The problem: Transcribe exactly the lines that begin the material and continue through the line containing "the configured limit". Leave out whatever follows.
* * *
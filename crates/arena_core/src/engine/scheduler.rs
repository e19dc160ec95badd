//! Fault boundary bookkeeping for team agents.
//!
//! Agent callbacks return results rather than being trusted to succeed. Every
//! failure costs the team one yellow card; exceeding the configured limit
//! issues a red card exactly once and flags the team disqualified, which
//! short-circuits the round.

use tracing::warn;

use crate::agent::TeamAgent;
use crate::config::ArenaConfig;
use crate::engine::events::{ArenaEvent, EffectsSink};
use crate::engine::world::UnitStore;
use crate::models::TeamId;

/// One registered team: identity plus its (untrusted) agent.
pub(crate) struct TeamSlot {
    pub team_id: TeamId,
    pub name: String,
    pub agent: Box<dyn TeamAgent>,
}

/// Book a yellow card against a team and escalate to a red card when the
/// count exceeds the limit. Returns `true` only when this call is the one
/// that disqualifies the team; the caller then owes the agent its
/// `on_red_card` hook.
pub(crate) fn penalize(
    store: &mut UnitStore,
    sink: &mut dyn EffectsSink,
    config: &ArenaConfig,
    team_id: TeamId,
    disqualified: &mut Option<TeamId>,
    reason: &str,
) -> bool {
    let count = store.add_yellow_card(team_id);
    warn!(team_id, count, reason, "yellow card");
    sink.notify(ArenaEvent::YellowCard {
        team_id,
        count,
        reason: reason.to_string(),
    });
    if count > config.max_yellow_cards && store.issue_red_card(team_id) {
        warn!(team_id, "red card, team disqualified");
        sink.notify(ArenaEvent::RedCard { team_id });
        *disqualified = Some(team_id);
        return true;
    }
    false
}

/// Deliver `on_red_card` under a log-only boundary; a fault here is recorded
/// and goes no further.
pub(crate) fn red_card_hook(slot: &mut TeamSlot) {
    if let Err(err) = slot.agent.on_red_card() {
        warn!(team_id = slot.team_id, error = %err, "red card hook failed");
    }
}

#[cfg(test)]
mod tests {
    use super::*;
    use crate::engine::events::EventLog;

    fn store() -> UnitStore {
        let mut store = UnitStore::new();
        store.register_team(1, "red".into());
        store
    }

    #[test]
    fn test_penalize_counts_up_to_disqualification() {
        let mut store = store();
        let mut log = EventLog::new();
        let config = ArenaConfig { max_yellow_cards: 2, ..ArenaConfig::standard() };
        let mut dq = None;

        assert!(!penalize(&mut store, &mut log, &config, 1, &mut dq, "boom"));
        assert!(!penalize(&mut store, &mut log, &config, 1, &mut dq, "boom"));
        assert!(dq.is_none());
        // Third fault exceeds the limit of two.
        assert!(penalize(&mut store, &mut log, &config, 1, &mut dq, "boom"));
        assert_eq!(dq, Some(1));

        // Further faults keep counting but never re-disqualify.
        assert!(!penalize(&mut store, &mut log, &config, 1, &mut dq, "boom"));
        assert_eq!(store.team(1).unwrap().yellow_card_count(), 4);

        let reds = log
            .events()
            .iter()
            .filter(|e| matches!(e, ArenaEvent::RedCard { .. }))
            .count();
        assert_eq!(reds, 1);
        let yellows = log
            .events()
            .iter()
            .filter(|e| matches!(e, ArenaEvent::YellowCard { .. }))
            .count();
        assert_eq!(yellows, 4);
    }
}
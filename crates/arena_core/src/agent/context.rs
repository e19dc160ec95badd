//! Capability handle lent to team agents.
//!
//! A `TeamContext` scopes everything an agent may do to its own team: unit
//! queries, one move and one rotation per unit per tick, visibility queries,
//! ray casts and shooting. The handle borrows the engine's state for the
//! duration of a single callback; agents cannot stash it or reach the store
//! behind it.

use rand_chacha::ChaCha8Rng;

use crate::config::ArenaConfig;
use crate::engine::clock::SimClock;
use crate::engine::combat;
use crate::engine::coordinates::{heading_of, is_normalized, Vec2};
use crate::engine::events::EffectsSink;
use crate::engine::scheduler::{self, TeamSlot};
use crate::engine::visibility;
use crate::engine::world::UnitStore;
use crate::error::{ArenaFault, Result};
use crate::models::{
    EnemyObservation, GameMap, HitData, HitKind, TeamId, UnitId, UnitInfo, Zone,
};

pub struct TeamContext<'a, 'b> {
    team_id: TeamId,
    store: &'a mut UnitStore,
    map: &'a GameMap,
    zone: &'a Zone,
    clock: &'a SimClock,
    config: &'a ArenaConfig,
    rng: &'a mut ChaCha8Rng,
    sink: &'a mut dyn EffectsSink,
    /// The other teams' slots, for synchronous shot-alert delivery.
    listeners: &'a mut [&'b mut TeamSlot],
    disqualified: &'a mut Option<TeamId>,
}

impl<'a, 'b> TeamContext<'a, 'b> {
    #[allow(clippy::too_many_arguments)]
    pub(crate) fn new(
        team_id: TeamId,
        store: &'a mut UnitStore,
        map: &'a GameMap,
        zone: &'a Zone,
        clock: &'a SimClock,
        config: &'a ArenaConfig,
        rng: &'a mut ChaCha8Rng,
        sink: &'a mut dyn EffectsSink,
        listeners: &'a mut [&'b mut TeamSlot],
        disqualified: &'a mut Option<TeamId>,
    ) -> Self {
        Self {
            team_id,
            store,
            map,
            zone,
            clock,
            config,
            rng,
            sink,
            listeners,
            disqualified,
        }
    }

    // ---- queries ---------------------------------------------------------

    pub fn team_id(&self) -> TeamId {
        self.team_id
    }

    pub fn time(&self) -> f32 {
        self.clock.time()
    }

    pub fn tick_delta(&self) -> f32 {
        self.clock.dt()
    }

    pub fn zone_radius(&self) -> f32 {
        self.zone.radius()
    }

    pub fn settings(&self) -> &ArenaConfig {
        self.config
    }

    pub fn map(&self) -> &GameMap {
        self.map
    }

    /// Ids of this team's live units, ascending.
    pub fn unit_ids(&self) -> Vec<UnitId> {
        self.store
            .team(self.team_id)
            .map(|t| t.live_unit_ids())
            .unwrap_or_default()
    }

    pub fn unit_info(&self, unit_id: UnitId) -> Result<UnitInfo> {
        self.store
            .unit_info(self.team_id, unit_id, self.zone, self.clock)
    }

    /// Everything this unit can currently see of the opposing teams.
    pub fn visible_enemies(&self, unit_id: UnitId) -> Result<Vec<EnemyObservation>> {
        let observer = self.store.unit(self.team_id, unit_id)?;
        Ok(visibility::visible_enemies(
            observer,
            self.store,
            self.map,
            self.config,
        ))
    }

    /// Whether a (unit vector) direction lies inside the unit's view cone.
    pub fn direction_in_field_of_view(&self, unit_id: UnitId, direction: Vec2) -> Result<bool> {
        if !is_normalized(direction) {
            return Err(ArenaFault::NotNormalized { magnitude: direction.norm() });
        }
        let unit = self.store.unit(self.team_id, unit_id)?;
        Ok(visibility::in_field_of_view(
            unit.direction(),
            direction,
            self.config.half_fov(),
        ))
    }

    pub fn point_in_field_of_view(&self, unit_id: UnitId, point: Vec2) -> Result<bool> {
        let unit = self.store.unit(self.team_id, unit_id)?;
        match (point - unit.position).try_normalize(1.0e-6) {
            Some(direction) => Ok(visibility::in_field_of_view(
                unit.direction(),
                direction,
                self.config.half_fov(),
            )),
            // The point is the unit's own position.
            None => Ok(true),
        }
    }

    /// Ray query to infinity along a unit-vector direction.
    pub fn cast_ray(
        &self,
        unit_id: UnitId,
        direction: Vec2,
    ) -> Result<(HitKind, Option<HitData>)> {
        combat::cast_ray(
            self.store, self.map, self.config, self.team_id, unit_id, direction, None,
        )
    }

    /// Ray query with an explicit maximum distance, which must be positive.
    pub fn cast_ray_limited(
        &self,
        unit_id: UnitId,
        direction: Vec2,
        max_distance: f32,
    ) -> Result<(HitKind, Option<HitData>)> {
        combat::cast_ray(
            self.store,
            self.map,
            self.config,
            self.team_id,
            unit_id,
            direction,
            Some(max_distance),
        )
    }

    /// Ray query toward a world point. With `stop_at_point` the ray is
    /// capped at the point's distance, otherwise it continues past it.
    pub fn cast_ray_towards_point(
        &self,
        unit_id: UnitId,
        point: Vec2,
        stop_at_point: bool,
    ) -> Result<(HitKind, Option<HitData>)> {
        let unit = self.store.unit(self.team_id, unit_id)?;
        let delta = point - unit.position;
        let distance = delta.norm();
        if distance <= 0.0 {
            return Err(ArenaFault::NonPositiveDistance(distance));
        }
        let max = stop_at_point.then_some(distance);
        combat::cast_ray(
            self.store,
            self.map,
            self.config,
            self.team_id,
            unit_id,
            delta / distance,
            max,
        )
    }

    // ---- actions ---------------------------------------------------------

    /// Move one step along a unit-vector direction. Returns `false` if the
    /// unit has already moved this tick.
    pub fn move_in_direction(&mut self, unit_id: UnitId, direction: Vec2) -> Result<bool> {
        let step = self.config.move_speed * self.clock.dt();
        self.store
            .try_move(self.team_id, unit_id, direction, step)
    }

    /// Move one step toward a world point.
    pub fn move_towards(&mut self, unit_id: UnitId, target: Vec2) -> Result<bool> {
        let step = self.config.move_speed * self.clock.dt();
        self.store
            .try_move_towards(self.team_id, unit_id, target, step)
    }

    /// Turn toward a unit-vector direction, at most one rotation step.
    pub fn rotate_towards(&mut self, unit_id: UnitId, direction: Vec2) -> Result<bool> {
        if !is_normalized(direction) {
            return Err(ArenaFault::NotNormalized { magnitude: direction.norm() });
        }
        let step = self.config.rotation_speed * self.clock.dt();
        self.store
            .try_rotate_towards(self.team_id, unit_id, heading_of(direction), step)
    }

    /// Turn toward a world point.
    pub fn rotate_towards_point(&mut self, unit_id: UnitId, point: Vec2) -> Result<bool> {
        let unit = self.store.unit(self.team_id, unit_id)?;
        let target = match (point - unit.position).try_normalize(1.0e-6) {
            Some(direction) => heading_of(direction),
            None => return Ok(false),
        };
        let step = self.config.rotation_speed * self.clock.dt();
        self.store
            .try_rotate_towards(self.team_id, unit_id, target, step)
    }

    /// Turn one rotation step clockwise or counterclockwise.
    pub fn rotate(&mut self, unit_id: UnitId, clockwise: bool) -> Result<bool> {
        let step = self.config.rotation_speed * self.clock.dt();
        self.store
            .try_rotate_step(self.team_id, unit_id, clockwise, step)
    }

    /// Fire the unit's weapon. Returns `false` while the cooldown runs.
    /// Opposing teams hear the shot before this call returns; a listener
    /// whose `on_shot_heard` fails is penalized on the spot.
    pub fn shoot(&mut self, unit_id: UnitId) -> Result<bool> {
        let resolution = combat::shoot(
            self.store,
            self.map,
            self.config,
            self.clock,
            self.rng,
            self.sink,
            self.team_id,
            unit_id,
        )?;
        for (team_id, bearings) in &resolution.alerts {
            if let Some(slot) = self.listeners.iter_mut().find(|s| s.team_id == *team_id) {
                if let Err(err) = slot.agent.on_shot_heard(bearings) {
                    let newly_out = scheduler::penalize(
                        self.store,
                        self.sink,
                        self.config,
                        *team_id,
                        self.disqualified,
                        &err.to_string(),
                    );
                    if newly_out {
                        scheduler::red_card_hook(&mut **slot);
                    }
                }
            }
        }
        Ok(resolution.fired)
    }
}
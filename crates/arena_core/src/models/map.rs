//! Arena map data: circular obstacle elements inside a circular arena.
//!
//! Map generation is a host concern; the core consumes the map as input data
//! for ray queries and shot-alert noise scaling.

use serde::{Deserialize, Serialize};

use crate::engine::coordinates::Vec2;

/// One circular wall element.
#[derive(Debug, Clone, Serialize, Deserialize)]
pub struct MapElement {
    pub element_id: u32,
    pub position: Vec2,
    pub radius: f32,
}

#[derive(Debug, Clone, Serialize, Deserialize)]
pub struct GameMap {
    /// Arena diameter; also the distance at which shot-alert noise saturates.
    pub size: f32,
    pub elements: Vec<MapElement>,
}

impl GameMap {
    /// An obstacle-free arena of the given diameter.
    pub fn open(size: f32) -> Self {
        Self { size, elements: Vec::new() }
    }

    pub fn with_elements(size: f32, elements: Vec<MapElement>) -> Self {
        Self { size, elements }
    }

    pub fn element(&self, element_id: u32) -> Option<&MapElement> {
        self.elements.iter().find(|e| e.element_id == element_id)
    }
}

#[cfg(test)]
mod tests {
    use super::*;
    use crate::engine::coordinates::vec2;

    #[test]
    fn test_element_lookup() {
        let map = GameMap::with_elements(
            100.0,
            vec![
                MapElement { element_id: 1, position: vec2(0.0, 0.0), radius: 2.0 },
                MapElement { element_id: 4, position: vec2(5.0, 5.0), radius: 1.0 },
            ],
        );
        assert_eq!(map.element(4).unwrap().radius, 1.0);
        assert!(map.element(9).is_none());
    }

    #[test]
    fn test_map_serde_round_trip() {
        let map = GameMap::with_elements(
            80.0,
            vec![MapElement { element_id: 2, position: vec2(-3.0, 7.5), radius: 1.25 }],
        );
        let json = serde_json::to_string(&map).unwrap();
        let back: GameMap = serde_json::from_str(&json).unwrap();
        assert_eq!(back.size, map.size);
        assert_eq!(back.elements.len(), 1);
        assert_eq!(back.elements[0].element_id, 2);
    }
}
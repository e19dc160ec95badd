//! World state store: the single owner of all unit and team state.
//!
//! Every other component reads and mutates units exclusively through this
//! store's contract. Lookups of dead or unknown units fault: operating on a
//! dead unit is a programming error in agent code, surfaced rather than
//! silently ignored. Removal marking is idempotent so two hits landing on the
//! same unit within one tick cannot double-remove it.

use std::collections::BTreeMap;

use crate::engine::clock::SimClock;
use crate::engine::coordinates::{is_normalized, step_heading, wrap_angle, Vec2};
use crate::engine::physics::UnitCircle;
use crate::error::{ArenaFault, Result};
use crate::models::{TeamId, UnitId, UnitInfo, UnitState, Zone};

/// Per-team bookkeeping: the unit roster plus penalty state.
#[derive(Debug)]
pub struct CommandState {
    pub team_id: TeamId,
    pub name: String,
    pub(crate) units: BTreeMap<UnitId, UnitState>,
    yellow_card_count: u8,
    has_issued_red_card: bool,
}

impl CommandState {
    fn new(team_id: TeamId, name: String) -> Self {
        Self {
            team_id,
            name,
            units: BTreeMap::new(),
            yellow_card_count: 0,
            has_issued_red_card: false,
        }
    }

    pub fn yellow_card_count(&self) -> u8 {
        self.yellow_card_count
    }

    pub fn has_issued_red_card(&self) -> bool {
        self.has_issued_red_card
    }

    pub fn live_units(&self) -> impl Iterator<Item = &UnitState> {
        self.units.values().filter(|u| u.is_alive())
    }

    pub fn live_unit_ids(&self) -> Vec<UnitId> {
        self.live_units().map(|u| u.unit_id).collect()
    }

    pub fn has_live_units(&self) -> bool {
        self.live_units().next().is_some()
    }
}

#[derive(Debug, Default)]
pub struct UnitStore {
    teams: BTreeMap<TeamId, CommandState>,
    to_remove: Vec<(TeamId, UnitId)>,
}

impl UnitStore {
    pub fn new() -> Self {
        Self::default()
    }

    pub(crate) fn register_team(&mut self, team_id: TeamId, name: String) {
        self.teams.insert(team_id, CommandState::new(team_id, name));
    }

    pub(crate) fn spawn_unit(&mut self, unit: UnitState) {
        if let Some(team) = self.teams.get_mut(&unit.team_id) {
            team.units.insert(unit.unit_id, unit);
        }
    }

    pub fn team(&self, team_id: TeamId) -> Option<&CommandState> {
        self.teams.get(&team_id)
    }

    /// Teams in ascending id order.
    pub fn teams(&self) -> impl Iterator<Item = &CommandState> {
        self.teams.values()
    }

    /// Look up a live unit. Faults if the unit is unknown or its health has
    /// reached zero, even when it is still awaiting purge.
    pub fn unit(&self, team_id: TeamId, unit_id: UnitId) -> Result<&UnitState> {
        self.teams
            .get(&team_id)
            .and_then(|t| t.units.get(&unit_id))
            .filter(|u| u.is_alive())
            .ok_or(ArenaFault::DeadUnit { team_id, unit_id })
    }

    fn unit_mut(&mut self, team_id: TeamId, unit_id: UnitId) -> Result<&mut UnitState> {
        self.teams
            .get_mut(&team_id)
            .and_then(|t| t.units.get_mut(&unit_id))
            .filter(|u| u.is_alive())
            .ok_or(ArenaFault::DeadUnit { team_id, unit_id })
    }

    /// All live units of every team.
    pub fn live_units(&self) -> impl Iterator<Item = &UnitState> {
        self.teams.values().flat_map(|t| t.live_units())
    }

    /// All live units belonging to teams other than `team_id`.
    pub fn live_enemies(&self, team_id: TeamId) -> impl Iterator<Item = &UnitState> {
        self.teams
            .values()
            .filter(move |t| t.team_id != team_id)
            .flat_map(|t| t.live_units())
    }

    /// Collision circles for every unit still in the store, including those
    /// awaiting purge; their bodies keep blocking rays until removal.
    pub fn unit_circles(&self, radius: f32) -> Vec<UnitCircle> {
        self.teams
            .values()
            .flat_map(|t| t.units.values())
            .map(|u| UnitCircle {
                team_id: u.team_id,
                unit_id: u.unit_id,
                position: u.position,
                radius,
            })
            .collect()
    }

    /// Read-only snapshot served to agent code.
    pub fn unit_info(
        &self,
        team_id: TeamId,
        unit_id: UnitId,
        zone: &Zone,
        clock: &SimClock,
    ) -> Result<UnitInfo> {
        let unit = self.unit(team_id, unit_id)?;
        Ok(UnitInfo {
            position: unit.position,
            heading: unit.heading,
            direction: unit.direction(),
            health: unit.health,
            has_moved: unit.has_moved,
            has_rotated: unit.has_rotated,
            is_moving: unit.is_moving,
            zone_distance: zone.distance_from_edge(unit.position),
            can_shoot: clock.time() >= unit.next_shoot_time,
            shoot_cooldown: (unit.next_shoot_time - clock.time()).max(0.0),
        })
    }

    // ---- per-tick maintenance -------------------------------------------

    /// Reset the one-action-per-kind flags. Called exactly once at tick start.
    pub(crate) fn reset_transient_flags(&mut self) {
        for unit in self.units_mut() {
            unit.has_moved = false;
            unit.has_rotated = false;
        }
    }

    /// Derive `is_moving` from `has_moved`. Called at tick end.
    pub(crate) fn derive_is_moving(&mut self) {
        for unit in self.units_mut() {
            unit.is_moving = unit.has_moved;
        }
    }

    fn units_mut(&mut self) -> impl Iterator<Item = &mut UnitState> {
        self.teams.values_mut().flat_map(|t| t.units.values_mut())
    }

    // ---- sanctioned mutations -------------------------------------------

    /// Displace a unit along a unit-vector direction. Returns `false` without
    /// moving if the unit already moved this tick.
    pub(crate) fn try_move(
        &mut self,
        team_id: TeamId,
        unit_id: UnitId,
        direction: Vec2,
        step: f32,
    ) -> Result<bool> {
        if !is_normalized(direction) {
            return Err(ArenaFault::NotNormalized { magnitude: direction.norm() });
        }
        let unit = self.unit_mut(team_id, unit_id)?;
        if unit.has_moved {
            return Ok(false);
        }
        unit.has_moved = true;
        unit.position += direction * step;
        Ok(true)
    }

    /// Move toward a target point; the direction is derived, so no
    /// normalization precondition applies. A target on top of the unit moves
    /// it nowhere but still consumes the tick's move.
    pub(crate) fn try_move_towards(
        &mut self,
        team_id: TeamId,
        unit_id: UnitId,
        target: Vec2,
        step: f32,
    ) -> Result<bool> {
        let unit = self.unit_mut(team_id, unit_id)?;
        if unit.has_moved {
            return Ok(false);
        }
        unit.has_moved = true;
        if let Some(direction) = (target - unit.position).try_normalize(1.0e-6) {
            unit.position += direction * step;
        }
        Ok(true)
    }

    /// Turn toward a target heading by at most `max_step` radians along the
    /// shorter arc. Returns `false` if the unit already rotated this tick.
    pub(crate) fn try_rotate_towards(
        &mut self,
        team_id: TeamId,
        unit_id: UnitId,
        target_heading: f32,
        max_step: f32,
    ) -> Result<bool> {
        let unit = self.unit_mut(team_id, unit_id)?;
        if unit.has_rotated {
            return Ok(false);
        }
        unit.has_rotated = true;
        unit.heading = step_heading(unit.heading, target_heading, max_step);
        Ok(true)
    }

    /// Turn a fixed step clockwise or counterclockwise.
    pub(crate) fn try_rotate_step(
        &mut self,
        team_id: TeamId,
        unit_id: UnitId,
        clockwise: bool,
        step: f32,
    ) -> Result<bool> {
        let unit = self.unit_mut(team_id, unit_id)?;
        if unit.has_rotated {
            return Ok(false);
        }
        unit.has_rotated = true;
        let delta = if clockwise { -step } else { step };
        unit.heading = wrap_angle(unit.heading + delta);
        Ok(true)
    }

    pub(crate) fn set_next_shoot_time(
        &mut self,
        team_id: TeamId,
        unit_id: UnitId,
        time: f32,
    ) -> Result<()> {
        self.unit_mut(team_id, unit_id)?.next_shoot_time = time;
        Ok(())
    }

    /// Apply damage to a unit, marking it for removal when health drops to
    /// zero or below. Works on units already awaiting purge. Returns the new
    /// health, or `None` if the unit is not in the store.
    pub(crate) fn damage(
        &mut self,
        team_id: TeamId,
        unit_id: UnitId,
        amount: f32,
    ) -> Option<f32> {
        let unit = self.teams.get_mut(&team_id)?.units.get_mut(&unit_id)?;
        unit.health -= amount;
        let health = unit.health;
        if health <= 0.0 {
            self.mark_for_removal(team_id, unit_id);
        }
        Some(health)
    }

    /// Queue a unit for removal at the end of the tick. Idempotent: marking
    /// an already-marked unit is a no-op.
    pub fn mark_for_removal(&mut self, team_id: TeamId, unit_id: UnitId) {
        let key = (team_id, unit_id);
        if !self.to_remove.contains(&key) {
            self.to_remove.push(key);
        }
    }

    /// Damage every unit outside the zone. Returns `(team, unit, new_health)`
    /// per damaged unit, in team/unit order.
    pub(crate) fn apply_zone_damage(&mut self, zone: &Zone, amount: f32) -> Vec<(TeamId, UnitId, f32)> {
        if amount <= 0.0 {
            return Vec::new();
        }
        let outside: Vec<(TeamId, UnitId)> = self
            .teams
            .values()
            .flat_map(|t| t.units.values())
            .filter(|u| !zone.contains(u.position))
            .map(|u| (u.team_id, u.unit_id))
            .collect();
        outside
            .into_iter()
            .filter_map(|(t, u)| self.damage(t, u, amount).map(|h| (t, u, h)))
            .collect()
    }

    /// Remove every queued unit from the store. Returns the removed ids in
    /// queue order; ids queued for already-removed units are dropped.
    pub(crate) fn purge_marked(&mut self) -> Vec<(TeamId, UnitId)> {
        let queued = std::mem::take(&mut self.to_remove);
        let mut removed = Vec::with_capacity(queued.len());
        for (team_id, unit_id) in queued {
            if let Some(team) = self.teams.get_mut(&team_id) {
                if team.units.remove(&unit_id).is_some() {
                    removed.push((team_id, unit_id));
                }
            }
        }
        removed
    }

    // ---- penalties ------------------------------------------------------

    /// Increment a team's yellow-card count; returns the new count.
    pub(crate) fn add_yellow_card(&mut self, team_id: TeamId) -> u8 {
        match self.teams.get_mut(&team_id) {
            Some(team) => {
                team.yellow_card_count = team.yellow_card_count.saturating_add(1);
                team.yellow_card_count
            }
            None => 0,
        }
    }

    /// Flag a team disqualified. Returns `true` only the first time; a team
    /// can be flagged once per round.
    pub(crate) fn issue_red_card(&mut self, team_id: TeamId) -> bool {
        match self.teams.get_mut(&team_id) {
            Some(team) if !team.has_issued_red_card => {
                team.has_issued_red_card = true;
                true
            }
            _ => false,
        }
    }
}
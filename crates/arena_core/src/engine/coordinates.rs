//! 2D vectors, headings and angle helpers.
//!
//! Positions are world coordinates centered on the arena origin (the zone
//! center). Headings are angles in radians, counterclockwise from the +X axis.
//! Direction arguments throughout the crate must be unit vectors, with a
//! 1e-5 tolerance on the magnitude.

use std::f32::consts::PI;

pub type Vec2 = nalgebra::Vector2<f32>;

/// Magnitude tolerance accepted by [`is_normalized`].
pub const NORMALIZED_EPS: f32 = 1.0e-5;

#[inline]
pub fn vec2(x: f32, y: f32) -> Vec2 {
    Vec2::new(x, y)
}

#[inline]
pub fn is_normalized(v: Vec2) -> bool {
    (v.norm() - 1.0).abs() < NORMALIZED_EPS
}

/// Unit vector pointing along a heading angle.
#[inline]
pub fn heading_dir(heading: f32) -> Vec2 {
    Vec2::new(heading.cos(), heading.sin())
}

/// Heading angle of a (non-zero) vector.
#[inline]
pub fn heading_of(v: Vec2) -> f32 {
    v.y.atan2(v.x)
}

/// Counterclockwise perpendicular.
#[inline]
pub fn perp_ccw(v: Vec2) -> Vec2 {
    Vec2::new(-v.y, v.x)
}

/// Clockwise perpendicular.
#[inline]
pub fn perp_cw(v: Vec2) -> Vec2 {
    Vec2::new(v.y, -v.x)
}

/// Rotate a vector by an angle in radians.
#[inline]
pub fn rotate_vec(v: Vec2, angle: f32) -> Vec2 {
    let (sin, cos) = angle.sin_cos();
    Vec2::new(v.x * cos - v.y * sin, v.x * sin + v.y * cos)
}

/// Unsigned angle between two unit vectors, in `[0, π]`.
#[inline]
pub fn angle_between(a: Vec2, b: Vec2) -> f32 {
    a.dot(&b).clamp(-1.0, 1.0).acos()
}

/// Wrap an angle into `(-π, π]`.
#[inline]
pub fn wrap_angle(angle: f32) -> f32 {
    let mut a = angle % (2.0 * PI);
    if a > PI {
        a -= 2.0 * PI;
    } else if a <= -PI {
        a += 2.0 * PI;
    }
    a
}

/// Step a heading toward a target heading along the shorter arc, turning at
/// most `max_step` radians. Returns the new heading.
pub fn step_heading(current: f32, target: f32, max_step: f32) -> f32 {
    let delta = wrap_angle(target - current);
    if delta.abs() <= max_step {
        target
    } else {
        wrap_angle(current + max_step.copysign(delta))
    }
}

#[inline]
pub fn clamp01(t: f32) -> f32 {
    t.clamp(0.0, 1.0)
}

#[cfg(test)]
mod tests {
    use super::*;
    use std::f32::consts::FRAC_PI_2;

    #[test]
    fn test_is_normalized_tolerance() {
        assert!(is_normalized(vec2(1.0, 0.0)));
        assert!(is_normalized(vec2(0.6, 0.8)));
        assert!(!is_normalized(vec2(1.0, 1.0)));
        assert!(!is_normalized(vec2(0.0, 0.0)));
    }

    #[test]
    fn test_heading_round_trip() {
        for &angle in &[0.0, 0.5, -1.2, 3.0] {
            let dir = heading_dir(angle);
            assert!(is_normalized(dir));
            assert!((heading_of(dir) - angle).abs() < 1e-6);
        }
    }

    #[test]
    fn test_perpendiculars_are_orthogonal() {
        let v = vec2(0.6, 0.8);
        assert!(perp_ccw(v).dot(&v).abs() < 1e-6);
        assert!(perp_cw(v).dot(&v).abs() < 1e-6);
        // ccw of +X is +Y
        assert!((perp_ccw(vec2(1.0, 0.0)) - vec2(0.0, 1.0)).norm() < 1e-6);
    }

    #[test]
    fn test_angle_between() {
        let a = vec2(1.0, 0.0);
        assert!((angle_between(a, vec2(0.0, 1.0)) - FRAC_PI_2).abs() < 1e-5);
        assert!(angle_between(a, a) < 1e-5);
    }

    #[test]
    fn test_step_heading_shorter_arc() {
        // From +170° to -170° the short way crosses π.
        let current = 170f32.to_radians();
        let target = -170f32.to_radians();
        let stepped = step_heading(current, target, 10f32.to_radians());
        assert!((wrap_angle(stepped - target)).abs() < 1e-4);

        // Clamped step moves by exactly max_step.
        let stepped = step_heading(0.0, 1.0, 0.25);
        assert!((stepped - 0.25).abs() < 1e-6);
    }

    #[test]
    fn test_rotate_vec() {
        let r = rotate_vec(vec2(1.0, 0.0), FRAC_PI_2);
        assert!((r - vec2(0.0, 1.0)).norm() < 1e-6);
    }
}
* * *
Result of the task:
filename crates/arena_core/src/engine/scheduler.rs
repository e19dc160ec95badd
//! Fault boundary bookkeeping for team agents.
//!
//! Agent callbacks return results rather than being trusted to succeed. Every
//! failure costs the team one yellow card; exceeding the configured limit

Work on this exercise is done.